Return every line below in which "InvalidManifest" appears.

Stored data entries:
--- START ---

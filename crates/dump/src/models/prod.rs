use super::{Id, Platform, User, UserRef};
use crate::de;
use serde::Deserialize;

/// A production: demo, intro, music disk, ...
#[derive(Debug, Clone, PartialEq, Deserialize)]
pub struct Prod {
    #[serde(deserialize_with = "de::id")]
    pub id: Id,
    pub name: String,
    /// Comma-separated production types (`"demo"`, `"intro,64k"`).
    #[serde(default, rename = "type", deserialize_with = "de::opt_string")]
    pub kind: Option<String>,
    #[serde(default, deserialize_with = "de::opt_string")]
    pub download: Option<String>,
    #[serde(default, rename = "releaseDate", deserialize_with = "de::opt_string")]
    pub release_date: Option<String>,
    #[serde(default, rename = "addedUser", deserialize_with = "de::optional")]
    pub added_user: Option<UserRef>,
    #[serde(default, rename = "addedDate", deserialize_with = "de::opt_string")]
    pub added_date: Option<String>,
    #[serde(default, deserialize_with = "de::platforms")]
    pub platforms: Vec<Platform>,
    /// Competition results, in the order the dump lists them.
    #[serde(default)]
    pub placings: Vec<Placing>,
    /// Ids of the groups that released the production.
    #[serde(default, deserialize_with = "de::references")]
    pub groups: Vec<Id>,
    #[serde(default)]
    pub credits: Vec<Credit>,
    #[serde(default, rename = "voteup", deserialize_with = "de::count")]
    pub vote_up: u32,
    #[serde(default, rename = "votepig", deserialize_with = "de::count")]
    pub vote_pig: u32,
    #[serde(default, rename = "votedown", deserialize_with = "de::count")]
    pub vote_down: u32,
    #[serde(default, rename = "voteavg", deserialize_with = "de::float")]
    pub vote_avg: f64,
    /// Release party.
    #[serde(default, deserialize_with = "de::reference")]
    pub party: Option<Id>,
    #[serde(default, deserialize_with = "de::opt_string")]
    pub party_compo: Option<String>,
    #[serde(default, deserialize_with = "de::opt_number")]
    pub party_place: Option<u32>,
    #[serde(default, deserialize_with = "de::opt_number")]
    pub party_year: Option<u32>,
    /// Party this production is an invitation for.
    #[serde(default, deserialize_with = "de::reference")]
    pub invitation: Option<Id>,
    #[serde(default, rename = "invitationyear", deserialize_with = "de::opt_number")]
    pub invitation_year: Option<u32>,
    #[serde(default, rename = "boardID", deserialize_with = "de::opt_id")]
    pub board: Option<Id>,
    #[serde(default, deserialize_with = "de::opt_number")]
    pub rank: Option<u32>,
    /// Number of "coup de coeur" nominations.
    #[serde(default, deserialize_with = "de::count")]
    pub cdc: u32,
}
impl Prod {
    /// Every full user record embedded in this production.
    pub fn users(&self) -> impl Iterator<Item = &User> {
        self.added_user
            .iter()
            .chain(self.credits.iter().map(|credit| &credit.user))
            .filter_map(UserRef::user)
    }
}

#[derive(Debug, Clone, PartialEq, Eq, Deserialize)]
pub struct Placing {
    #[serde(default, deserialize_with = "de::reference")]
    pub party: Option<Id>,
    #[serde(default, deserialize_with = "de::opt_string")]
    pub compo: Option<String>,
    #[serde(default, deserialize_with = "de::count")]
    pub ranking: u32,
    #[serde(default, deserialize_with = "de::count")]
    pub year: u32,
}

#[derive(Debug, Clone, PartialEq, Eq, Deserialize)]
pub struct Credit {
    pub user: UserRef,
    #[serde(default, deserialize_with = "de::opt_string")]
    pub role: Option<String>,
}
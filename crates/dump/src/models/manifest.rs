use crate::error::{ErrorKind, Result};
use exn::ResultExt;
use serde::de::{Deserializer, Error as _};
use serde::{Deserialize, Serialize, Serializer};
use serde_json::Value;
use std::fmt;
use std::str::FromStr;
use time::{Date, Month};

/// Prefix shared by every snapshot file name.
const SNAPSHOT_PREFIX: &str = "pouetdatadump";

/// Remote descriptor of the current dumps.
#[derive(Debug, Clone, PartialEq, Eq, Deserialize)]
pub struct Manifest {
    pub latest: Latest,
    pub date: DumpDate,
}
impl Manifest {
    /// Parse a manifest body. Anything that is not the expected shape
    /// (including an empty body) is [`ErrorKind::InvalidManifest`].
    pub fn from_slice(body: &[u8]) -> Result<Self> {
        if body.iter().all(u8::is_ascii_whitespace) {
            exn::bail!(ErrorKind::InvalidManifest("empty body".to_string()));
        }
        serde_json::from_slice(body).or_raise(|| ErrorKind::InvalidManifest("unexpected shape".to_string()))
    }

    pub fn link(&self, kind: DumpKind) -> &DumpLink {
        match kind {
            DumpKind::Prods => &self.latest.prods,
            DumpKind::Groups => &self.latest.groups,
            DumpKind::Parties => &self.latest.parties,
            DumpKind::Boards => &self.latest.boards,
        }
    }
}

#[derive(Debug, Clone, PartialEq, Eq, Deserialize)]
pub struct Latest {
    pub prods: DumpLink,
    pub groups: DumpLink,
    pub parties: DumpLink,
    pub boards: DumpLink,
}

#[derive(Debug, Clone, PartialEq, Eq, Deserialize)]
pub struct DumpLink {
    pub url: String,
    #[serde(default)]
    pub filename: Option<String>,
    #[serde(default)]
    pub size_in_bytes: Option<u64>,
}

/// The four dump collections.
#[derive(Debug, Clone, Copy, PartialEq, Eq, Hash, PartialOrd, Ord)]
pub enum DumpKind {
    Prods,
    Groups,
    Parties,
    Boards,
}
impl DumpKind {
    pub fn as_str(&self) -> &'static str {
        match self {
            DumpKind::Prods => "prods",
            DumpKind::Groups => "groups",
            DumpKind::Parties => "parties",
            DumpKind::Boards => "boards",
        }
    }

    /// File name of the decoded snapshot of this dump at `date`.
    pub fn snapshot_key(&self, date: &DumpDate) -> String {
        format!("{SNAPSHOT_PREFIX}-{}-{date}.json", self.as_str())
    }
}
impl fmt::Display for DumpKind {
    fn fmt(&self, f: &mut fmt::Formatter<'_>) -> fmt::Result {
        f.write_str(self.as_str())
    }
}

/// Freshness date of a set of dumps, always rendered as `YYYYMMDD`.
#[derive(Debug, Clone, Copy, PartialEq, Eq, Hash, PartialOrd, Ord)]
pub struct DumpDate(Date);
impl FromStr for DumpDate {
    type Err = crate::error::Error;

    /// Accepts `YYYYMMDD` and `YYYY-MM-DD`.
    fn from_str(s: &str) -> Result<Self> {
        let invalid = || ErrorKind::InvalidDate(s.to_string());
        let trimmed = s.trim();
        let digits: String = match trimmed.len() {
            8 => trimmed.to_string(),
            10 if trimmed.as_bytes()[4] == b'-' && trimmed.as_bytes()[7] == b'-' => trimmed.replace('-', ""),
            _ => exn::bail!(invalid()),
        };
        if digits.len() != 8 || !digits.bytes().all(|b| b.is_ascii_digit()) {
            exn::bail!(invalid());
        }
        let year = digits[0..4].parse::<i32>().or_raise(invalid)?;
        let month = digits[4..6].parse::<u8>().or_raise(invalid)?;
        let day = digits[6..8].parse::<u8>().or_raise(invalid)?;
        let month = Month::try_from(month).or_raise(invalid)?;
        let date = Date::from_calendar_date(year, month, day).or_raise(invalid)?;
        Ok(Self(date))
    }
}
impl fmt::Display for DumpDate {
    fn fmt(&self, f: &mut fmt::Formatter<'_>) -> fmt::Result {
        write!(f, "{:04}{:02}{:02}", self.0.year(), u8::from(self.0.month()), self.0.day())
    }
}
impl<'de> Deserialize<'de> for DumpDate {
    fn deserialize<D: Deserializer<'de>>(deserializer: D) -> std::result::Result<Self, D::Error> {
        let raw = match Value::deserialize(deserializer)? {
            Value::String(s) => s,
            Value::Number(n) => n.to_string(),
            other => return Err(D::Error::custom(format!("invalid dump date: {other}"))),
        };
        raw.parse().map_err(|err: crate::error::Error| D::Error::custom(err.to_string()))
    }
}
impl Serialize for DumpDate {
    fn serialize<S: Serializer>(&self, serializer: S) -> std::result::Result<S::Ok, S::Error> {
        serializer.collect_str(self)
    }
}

--- END ---

Final answer:
    /// (including an empty body) is [`ErrorKind::InvalidManifest`].
            exn::bail!(ErrorKind::InvalidManifest("empty body".to_string()));
        serde_json::from_slice(body).or_raise(|| ErrorKind::InvalidManifest("unexpected shape".to_string()))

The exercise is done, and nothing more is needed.